» PROBLEM DESCRIPTION:
Below are the records; copy out every line that holds the word "Effect".

_____

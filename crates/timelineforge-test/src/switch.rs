//! A single switch toggled by one action.
//!
//! `mode: Mode = {Idle, Active}` starts `Idle`; `activate` (duration 5)
//! goes `Idle -> Active -> Idle`.
//!
//! # Example
//!
//! ```
//! use timelineforge_test::switch;
//!
//! let problem = switch::problem();
//! assert_eq!(problem.objects_of(switch::MODE_TYPE), vec!["Idle", "Active"]);
//! ```

use timelineforge_core::planning::{
    DurationInterval, DurativeAction, Effect, Expr, FluentDecl, PlanningProblem, Timing,
    ValueType,
};

use crate::{is, var};

pub const MODE_TYPE: &str = "Mode";
pub const MODE: &str = "mode";
pub const ACTIVATE: &str = "activate";
pub const ACTIVE_DURATION: i64 = 5;

/// The `activate` action.
pub fn activate() -> DurativeAction {
    DurativeAction::new(ACTIVATE, DurationInterval::fixed(ACTIVE_DURATION))
        .at_start(is(MODE, "Idle"))
        .with_effect(Effect::assign(Timing::start(), var(MODE), Expr::object("Active")))
        .with_effect(Effect::assign(Timing::end(), var(MODE), Expr::object("Idle")))
}

/// Types, objects and the `mode` fluent, without actions.
pub fn domain() -> PlanningProblem {
    PlanningProblem::new("switch")
        .with_type(MODE_TYPE)
        .with_object("Idle", MODE_TYPE)
        .with_object("Active", MODE_TYPE)
        .with_fluent(FluentDecl::new(MODE, ValueType::user(MODE_TYPE)))
}

/// The switch problem starting `Idle`.
pub fn problem() -> PlanningProblem {
    domain()
        .with_action(activate())
        .with_initial_value(Expr::Fluent(var(MODE)), Expr::object("Idle"))
}
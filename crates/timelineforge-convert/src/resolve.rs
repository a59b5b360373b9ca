//! Initial values and goals of grounded fluents.

use timelineforge_core::planning::{Expr, PlanningProblem};
use timelineforge_core::{ConversionError, Result};

use crate::ground::{ground_fluent, Domains};
use crate::stage1::Stage1;

/// Applies fluent defaults, then explicit initial values.
///
/// Resources may only start at `0`; timelines must start at one of their
/// own values.
pub fn resolve_initial_values(
    problem: &PlanningProblem,
    domains: &Domains,
    model: &mut Stage1,
) -> Result<()> {
    if let Some((value_type, _)) = problem.initial_defaults.first() {
        return Err(ConversionError::UnsupportedInitialDefault {
            fluent: value_type.to_string(),
            reason: "per-type initial defaults are not supported".to_string(),
        });
    }

    for (fluent_name, value) in &problem.fluent_defaults {
        let decl =
            problem
                .fluent(fluent_name)
                .ok_or_else(|| ConversionError::UnsupportedInitialDefault {
                    fluent: fluent_name.clone(),
                    reason: "default for an undeclared fluent".to_string(),
                })?;
        for ground in ground_fluent(decl, domains)? {
            set_initial_value(model, &ground.name, value)?;
        }
    }

    for (fluent, value) in &problem.initial_values {
        let key = fluent
            .ground_key()
            .ok_or_else(|| ConversionError::UnsupportedInitialDefault {
                fluent: fluent.to_string(),
                reason: "state variable is not ground".to_string(),
            })?;
        set_initial_value(model, &key, value)?;
    }
    Ok(())
}

fn set_initial_value(model: &mut Stage1, name: &str, value: &Expr) -> Result<()> {
    let unsupported = |reason: String| ConversionError::UnsupportedInitialDefault {
        fluent: name.to_string(),
        reason,
    };

    if let Some(resource) = model.resource_mut(name) {
        return match value.as_int() {
            Some(0) => {
                resource.initial_value = Some(0);
                Ok(())
            }
            Some(other) => Err(unsupported(format!(
                "resource must start at 0, not {}",
                other
            ))),
            None => Err(unsupported(format!("`{}` is not an integer constant", value))),
        };
    }

    let timeline = model
        .timeline_mut(name)
        .ok_or_else(|| unsupported("unknown state variable".to_string()))?;
    let value_name = value
        .value_name()
        .ok_or_else(|| unsupported(format!("`{}` is not an object constant", value)))?;
    if !timeline.has_value(&value_name) {
        return Err(unsupported(format!(
            "`{}` is not a value of the timeline",
            value_name
        )));
    }
    timeline.initial_value = Some(value_name);
    Ok(())
}

/// Records `timeline = value` goals. Later goals for the same timeline
/// overwrite earlier ones.
pub fn resolve_goals(problem: &PlanningProblem, model: &mut Stage1) -> Result<()> {
    let mut goals = Vec::new();
    for goal in &problem.goals {
        flatten_conjunction(goal, &mut goals);
    }

    for goal in goals {
        let (lhs, rhs) = match goal {
            Expr::Eq(lhs, rhs) => (lhs, rhs),
            other => {
                return Err(ConversionError::UnsupportedGoalShape(format!(
                    "`{}` is not an equality",
                    other
                )))
            }
        };
        let key = lhs.as_fluent().and_then(|f| f.ground_key()).ok_or_else(|| {
            ConversionError::UnsupportedGoalShape(format!(
                "`{}` is not a ground state variable",
                lhs
            ))
        })?;

        if model.resource(&key).is_some() {
            return Err(ConversionError::UnsupportedGoalShape(format!(
                "resource `{}` cannot be a goal",
                key
            )));
        }
        let timeline = model.timeline_mut(&key).ok_or_else(|| {
            ConversionError::UnsupportedGoalShape(format!("`{}` is not a timeline", key))
        })?;
        let value = rhs.value_name().ok_or_else(|| {
            ConversionError::UnsupportedGoalShape(format!("`{}` is not an object constant", rhs))
        })?;
        if !timeline.has_value(&value) {
            return Err(ConversionError::UnsupportedGoalShape(format!(
                "`{}` is not a value of `{}`",
                value, key
            )));
        }
        timeline.goal = Some(value);
    }
    Ok(())
}

fn flatten_conjunction<'a>(expr: &'a Expr, out: &mut Vec<&'a Expr>) {
    match expr {
        Expr::And(conjuncts) => {
            for c in conjuncts {
                flatten_conjunction(c, out);
            }
        }
        other => out.push(other),
    }
}
//! Token-type synthesis.

use rayon::prelude::*;
use tracing::{debug, warn};

use timelineforge_config::{ConversionConfig, SynthesisThreadCount};
use timelineforge_core::timeline::{
    Condition, DurationBounds, StaticToken, TemporalCondition, Timeline, TimelineProblem,
    TokenType,
};

use crate::providers::ProviderTable;
use crate::stage1::{ConvTimeline, ConvValue, Stage1};

/// Builds the target timelines from the assembled model.
///
/// Timelines are independent of each other and may be synthesized in
/// parallel; the output keeps grounding order either way.
pub fn synthesize(
    model: &Stage1,
    providers: &ProviderTable,
    config: &ConversionConfig,
) -> TimelineProblem {
    let min_duration = config.unbounded_min_duration;
    let build = |timeline: &ConvTimeline| synthesize_timeline(timeline, providers, min_duration);

    let timelines = match config.synthesis_threads {
        SynthesisThreadCount::None => model.timelines().iter().map(build).collect(),
        SynthesisThreadCount::Auto => model.timelines().par_iter().map(build).collect(),
        SynthesisThreadCount::Count(n) => {
            match rayon::ThreadPoolBuilder::new().num_threads(n).build() {
                Ok(pool) => pool.install(|| model.timelines().par_iter().map(build).collect()),
                Err(err) => {
                    warn!(
                        event = "synthesis_pool_failed",
                        threads = n,
                        error = %err,
                    );
                    model.timelines().iter().map(build).collect()
                }
            }
        }
    };
    TimelineProblem::new(timelines)
}

/// Synthesizes the token types and static tokens of one timeline.
pub fn synthesize_timeline(
    timeline: &ConvTimeline,
    providers: &ProviderTable,
    min_duration: u32,
) -> Timeline {
    let mut out = Timeline::new(timeline.name.clone());

    if let Some(initial) = &timeline.initial_value {
        out.static_tokens.push(StaticToken::fact(initial.clone(), 0));
    }
    if let Some(goal) = &timeline.goal {
        out.static_tokens.push(StaticToken::goal(goal.clone()));
    }

    out.token_types = timeline
        .values
        .iter()
        .map(|value| token_type(timeline, value, providers, min_duration))
        .collect();

    debug!(
        event = "timeline_synthesized",
        timeline = %timeline.name,
        token_types = out.token_types.len(),
        static_tokens = out.static_tokens.len(),
    );
    out
}

fn token_type(
    timeline: &ConvTimeline,
    value: &ConvValue,
    providers: &ProviderTable,
    min_duration: u32,
) -> TokenType {
    let duration = match value.fixed_duration {
        Some(d) => DurationBounds::fixed(d),
        None => DurationBounds::at_least(min_duration),
    };
    let mut token = TokenType::new(value.name.clone(), duration);
    token.capacity = providers.capacity_of(&timeline.name, &value.name);

    let covers: Vec<_> = value
        .consumes
        .iter()
        .flat_map(|delta| {
            providers
                .providers_of(&delta.resource)
                .iter()
                .map(move |p| TemporalCondition::cover(&p.timeline, &p.value, delta.amount))
        })
        .collect();
    if !covers.is_empty() {
        token.conditions.push(Condition::Or(covers));
    }

    let met_by: Vec<_> = timeline
        .predecessors(&value.name)
        .map(|from| TemporalCondition::met_by(&timeline.name, from))
        .collect();
    if !met_by.is_empty() {
        token.conditions.push(Condition::Or(met_by));
    }

    // An unbounded value can be the last token on its timeline.
    if token.duration.is_fixed() {
        let meets: Vec<_> = timeline
            .successors(&value.name)
            .map(|to| TemporalCondition::meets(&timeline.name, to))
            .collect();
        if !meets.is_empty() {
            token.conditions.push(Condition::Or(meets));
        }
    }
    token
}
//! Conversion entry points that hide configuration loading.

use timelineforge_config::ConversionConfig;
use timelineforge_convert::Converter;
use timelineforge_core::planning::PlanningProblem;
use timelineforge_core::timeline::TimelineProblem;
use timelineforge_core::Result;

/// Configuration file read by [`convert`] from the working directory.
pub const CONFIG_FILE: &str = "timelineforge.toml";

/// Converts a problem using `timelineforge.toml` when present, defaults otherwise.
pub fn convert(problem: &PlanningProblem) -> Result<TimelineProblem> {
    let config = ConversionConfig::load(CONFIG_FILE).unwrap_or_default();
    convert_with_config(problem, config)
}

/// Converts a problem with an explicit configuration.
pub fn convert_with_config(
    problem: &PlanningProblem,
    config: ConversionConfig,
) -> Result<TimelineProblem> {
    #[cfg(feature = "console")]
    timelineforge_console::init();

    Converter::new(config).convert(problem)
}

/// Renders a converted problem as pretty-printed JSON.
#[cfg(feature = "serde")]
pub fn to_json(problem: &TimelineProblem) -> serde_json::Result<String> {
    serde_json::to_string_pretty(problem)
}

_____

» OUTPUT FOR THIS EXERCISE:
    DurationInterval, DurativeAction, Effect, Expr, FluentDecl, PlanningProblem, Timing,
        .with_effect(Effect::assign(Timing::start(), var(MODE), Expr::object("Active")))
        .with_effect(Effect::assign(Timing::end(), var(MODE), Expr::object("Idle")))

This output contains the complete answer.